Tusquets. Barcelona, 2007. 258 páginas. 17 euros

Por lo que se advierte en las novelas publicadas hasta ahora, Javier Azpeitia no es un narrador conformista. Trata siempre de plantear problemas esenciales, aunque la superficie de sus relatos deje aflorar en ocasiones procedimientos de algunas modalidades narrativas de corte popular -en la novela y en el cine-, como las de la literatura de misterio. En Nadie me mata, los ingredientes fantásticos de la historia, las constantes rupturas temporales, el paralelismo entre lo que se desenvuelve ante los ojos del lector y lo ya consignado en una película previa donde los hechos actuales aparecen minuciosamente previstos, así como la continua transmigración del narrador que se encarna sucesivamente en los distintos personajes, son elementos constructivos desrealizadores que contrastan con un marco ambiental preciso en el que se desenvuelven, bordeando el límite de la ley, personajes que parecen salidos de una novela urbana de género: la ex prostituta, el policía corrupto, la drogadicta, tipos marginales que cobran vida en el relato que está componiendo una pintoresca escritora llamada Delfine Le Rumeur.

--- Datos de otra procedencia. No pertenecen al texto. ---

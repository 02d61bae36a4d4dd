//! Batch, receipt and archive fixtures.
//!
//! Convenience builders for tests that need hand-picked batches rather
//! than generated ones.

use savesync_protocol::{
    BatchKind, BatchTimestamp, InstructionValue, Instructions, PlayerId, SaveBatch, SaveHash,
    SaveReceipt, SessionBatchId,
};
use std::path::PathBuf;
use tempfile::TempDir;

/// Builds an instruction set from `(path, value)` pairs.
pub fn instructions<V>(pairs: &[(&str, V)]) -> Instructions
where
    V: Clone + Into<InstructionValue>,
{
    pairs
        .iter()
        .map(|(key, value)| (*key, value.clone()))
        .collect()
}

/// Returns a deterministic batch ID derived from `seq`.
pub fn batch_id(seq: u64) -> SessionBatchId {
    let mut bytes = [0u8; 16];
    bytes[8..].copy_from_slice(&seq.to_be_bytes());
    SessionBatchId::from_bytes(bytes)
}

/// Creates a batch for `player` created at logical time `seq`.
///
/// The batch ID is [`batch_id`]`(seq)`, so two batches built with the
/// same `seq` share an ID.
pub fn batch_at<V>(kind: BatchKind, player: &str, seq: u64, pairs: &[(&str, V)]) -> SaveBatch
where
    V: Clone + Into<InstructionValue>,
{
    SaveBatch::create(
        kind,
        PlayerId::new(player),
        batch_id(seq),
        BatchTimestamp::new(seq, seq * 1_000),
        instructions(pairs),
    )
}

/// Creates a receipt for `batch` reporting `received` as the stored hash.
pub fn receipt_for(batch: &SaveBatch, received: SaveHash) -> SaveReceipt {
    let created = batch.created_at().wall_millis;
    SaveReceipt::new(
        batch.player_id().clone(),
        batch.session_batch_id(),
        created,
        created + 25,
        batch.expected_hash(),
        received,
    )
}

/// Creates a receipt confirming `batch`.
pub fn confirming_receipt(batch: &SaveBatch) -> SaveReceipt {
    receipt_for(batch, batch.expected_hash())
}

/// Creates a receipt whose stored hash differs from the batch's.
pub fn mismatching_receipt(batch: &SaveBatch) -> SaveReceipt {
    receipt_for(batch, SaveHash::compute(b"not the stored save"))
}

/// A temporary directory holding an archive file.
pub struct TempArchiveDir {
    dir: TempDir,
}

impl TempArchiveDir {
    /// Creates a new empty directory.
    pub fn new() -> Self {
        Self {
            dir: TempDir::new().expect("Failed to create temp directory"),
        }
    }

    /// Path of the archive file inside the directory.
    pub fn archive_path(&self) -> PathBuf {
        self.dir.path().join("saves").join("pending.archive")
    }
}

impl Default for TempArchiveDir {
    fn default() -> Self {
        Self::new()
    }
}

#[cfg(test)]
mod tests {
    use super::*;

    #[test]
    fn batch_ids_follow_sequence() {
        assert_eq!(batch_id(7), batch_id(7));
        assert_ne!(batch_id(7), batch_id(8));
    }

    #[test]
    fn receipts_match_or_not() {
        let batch = batch_at(BatchKind::Slim, "P1", 3, &[("gold", 5)]);
        assert!(confirming_receipt(&batch).hashes_match());
        assert!(!mismatching_receipt(&batch).hashes_match());
        assert_eq!(receipt_for(&batch, batch.expected_hash()).round_trip_millis(), Some(25));
    }

    #[test]
    fn archive_path_is_inside_temp_dir() {
        let dir = TempArchiveDir::new();
        assert!(dir.archive_path().ends_with("saves/pending.archive"));
        assert!(!dir.archive_path().exists());
    }
}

El lector acostumbrado a las narraciones lineales se encontrará tal vez desconcertado ante un relato que vuelve una y otra vez sobre los mismos hechos y parece caminar hacia atrás, porque, como explica la novelista a Laura, se trata de un juego donde "primero tienes que elegir qué cosas están en el pasado y qué cosas en el futuro, como si el tiempo no fuera un único fluido imparable", o también plantear el juego (es decir, el relato) "como si todo hubiera sucedido ya, y tú te dedicas a buscar a los culpables, las causas incausadas. Como si unas cosas sucedieran porque otras han sucedido" (p. 204). En la aceptación o el rechazo de estas u otras posibilidades opera la voluntad del creador, que crea el tiempo de la historia y lo organiza a su manera, aunque sea incapaz de encerrarlo todo, como sugieren las últimas líneas de la obra.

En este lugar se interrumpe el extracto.